En 2002, Yves Burdelot publia le livre « Devenir humain » où il
s’était posé la question si l’on pouvait encore penser le christianisme,
confronté aux valeurs et aux attitudes contemporaines. Face à elles, la
proposition chrétienne ne peut revendiquer ni privilège ni dispense sauf à se
vouer elle‐même au musée des idées mortes. Et aucun parapet doctrinal ne
permet au croyant, s’il se veut de son temps, d’esquiver la question. Yves
Burdelot, en tant que membre du mouvement Jonas, a influencé la réflexion de la
Fédération des Réseaux du Parvis. Il affirme que pour le christianisme,
l’attitude religieuse devrait être seconde par rapport à son souci d’humanité.
Cette hiérarchisation est difficile à faire entrer dans la réalité et la
tentation de mettre le religieux au premier plan et d’en faire le point de
départ est constante.
Et là, la critique de l’évasion dans le religieux est facile. Cela
ne signifie pas que le croyant doive renier sa foi, mais par sa façon d’être et
d’agir, il se doit de montrer que sa première préoccupation est son ouverture
et sa solidarité vis‐à‐vis de tout être humain, sans se soucier de son appartenance à
telle ou telle communauté de croyants ou de non croyants. C’est ce que
découvrent les chrétiens qui militent pour les droits de l’homme. Dans un
premier temps, ils se « convertissent » aux droits de l'homme par devoir de
solidarité, mais ils comprennent vite, au fil de leur engagement, que ce sont
en fait les droits de l'homme qui les convertissent, qui leur font découvrir ou
redécouvrir le christianisme. Telle est par exemple la conception de Caritas et
son conflit avec la hiérarchie catholique provient du fait que cette dernière
considère que le premier but d’un mouvement caritatif catholique est
d’évangéliser et si possible même faire de nouveaux membres. La tentation
existe aussi de préférer se réfugier dans la dévotion, le ritualisme et donc fuir
la réalité plutôt que de privilégier la relation humaine. Ne confond‐on pas souvent
foi et religion ?
Dans l’attitude religieuse, l’homme veut se faire valoir devant
Dieu.

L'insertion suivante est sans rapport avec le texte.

//! Position advice from a composite score or a single result's bias, given
//! the caller's cost basis.

use serde::Serialize;

use crate::domain::signal::Bias;

pub const STOP_LOSS_ROI_PCT: f64 = -10.0;
pub const SCALE_OUT_ROI_PCT: f64 = 20.0;

/// Return on investment in percent; `None` without a usable cost basis.
pub fn roi_pct(cost_basis: Option<f64>, price: f64) -> Option<f64> {
    let cost = cost_basis.filter(|c| c.is_finite() && *c > 0.0)?;
    Some((price - cost) / cost * 100.0)
}

/// Composite score band used to pick the advice row.
#[derive(Debug, Clone, Copy, PartialEq, Eq, PartialOrd, Ord)]
pub enum ScoreBand {
    Low,
    MidLow,
    MidHigh,
    High,
}

impl ScoreBand {
    pub fn of(score: i32) -> Self {
        match score {
            s if s >= 75 => ScoreBand::High,
            s if s >= 60 => ScoreBand::MidHigh,
            s if s >= 40 => ScoreBand::MidLow,
            _ => ScoreBand::Low,
        }
    }
}

#[derive(Debug, Clone, Copy, PartialEq, Eq, Serialize)]
pub enum Advice {
    NeedCostBasis,
    AddOnStrength,
    AverageDown,
    HoldWithTrailingStop,
    WaitForBase,
    TrimIntoWeakness,
    StopOnRebound,
    TakeProfit,
    CutLosses,
    StopLoss,
    ScaleOut,
    HoldWinner,
    LockInGains,
    HoldThroughDip,
    WatchStop,
}

impl Advice {
    pub fn text(self) -> &'static str {
        match self {
            Advice::NeedCostBasis => "Supply cost basis for personalized advice",
            Advice::AddOnStrength => "Strong trend and in profit: add on strength",
            Advice::AverageDown => "Sold off with fundamentals intact: average down, thesis intact",
            Advice::HoldWithTrailingStop => "Signal steady: hold with a trailing stop",
            Advice::WaitForBase => "Not yet turning up: wait for a base before adding",
            Advice::TrimIntoWeakness => "Momentum fading: take partial profit",
            Advice::StopOnRebound => "Trend unclear: consider a stop on the next rebound",
            Advice::TakeProfit => "Chips loosening: take profit before reversal",
            Advice::CutLosses => "Trend turned bearish: cut losses decisively",
            Advice::StopLoss => "Stop-loss",
            Advice::ScaleOut => "Scale out",
            Advice::HoldWinner => "In profit: keep holding",
            Advice::LockInGains => "In profit: lock in gains",
            Advice::HoldThroughDip => "Under water but signal supportive: hold",
            Advice::WatchStop => "Under water: watch the stop",
        }
    }

    pub fn is_placeholder(self) -> bool {
        self == Advice::NeedCostBasis
    }
}

/// Score band crossed with ROI sign (zero counts as not profitable).
pub fn composite_advice(score: i32, roi: Option<f64>) -> Advice {
    let Some(roi) = roi else {
        return Advice::NeedCostBasis;
    };
    let in_profit = roi > 0.0;
    match (ScoreBand::of(score), in_profit) {
        (ScoreBand::High, true) => Advice::AddOnStrength,
        (ScoreBand::High, false) => Advice::AverageDown,
        (ScoreBand::MidHigh, true) => Advice::HoldWithTrailingStop,
        (ScoreBand::MidHigh, false) => Advice::WaitForBase,
        (ScoreBand::MidLow, true) => Advice::TrimIntoWeakness,
        (ScoreBand::MidLow, false) => Advice::StopOnRebound,
        (ScoreBand::Low, true) => Advice::TakeProfit,
        (ScoreBand::Low, false) => Advice::CutLosses,
    }
}

/// Two-factor advice for single analyses: ROI sign and the result's bias,
/// overridden at the ROI extremes.
pub fn simple_advice(bias: Bias, roi: Option<f64>) -> Advice {
    let Some(roi) = roi else {
        return Advice::NeedCostBasis;
    };
    if roi <= STOP_LOSS_ROI_PCT {
        return Advice::StopLoss;
    }
    if roi >= SCALE_OUT_ROI_PCT {
        return Advice::ScaleOut;
    }
    let bullish = bias == Bias::Bullish;
    match (roi > 0.0, bullish) {
        (true, true) => Advice::HoldWinner,
        (true, false) => Advice::LockInGains,
        (false, true) => Advice::HoldThroughDip,
        (false, false) => Advice::WatchStop,
    }
}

La religion devient ainsi une initiative, une action de l'homme sur Dieu
en vue de provoquer une réaction de Dieu, si possible favorable et utile à
l'homme. Ce qui compte, c’est l’obligation de se soumettre à un certain
ritualisme, à vouloir se justifier devant Dieu Et parce que l'homme est faible
et que le Puissant est exigeant, voilà que s'accumule le péché, cette action de
l'homme qui provoque la réaction menaçante de Dieu. Avec le péché monte aussi
la peur et l'angoissante tentative, jamais achevée, de payer pour le passé, de
gonfler la valeur des sacrifices, pour pouvoir un jour, peut‐être, satisfaire
aux exigences du Puissant. La religion, considérée dans ce sens, aliène donc
l’homme et ne peut en aucun cas être une bonne nouvelle pour l’humanisation du
monde.
D’un autre côté, si croyants ou non, nous cherchons à nous
humaniser, à créer un contexte favorable pour que chacun puisse échapper à la
part d’inhumain qui nous guette, nous créons un contexte favorable au bonheur.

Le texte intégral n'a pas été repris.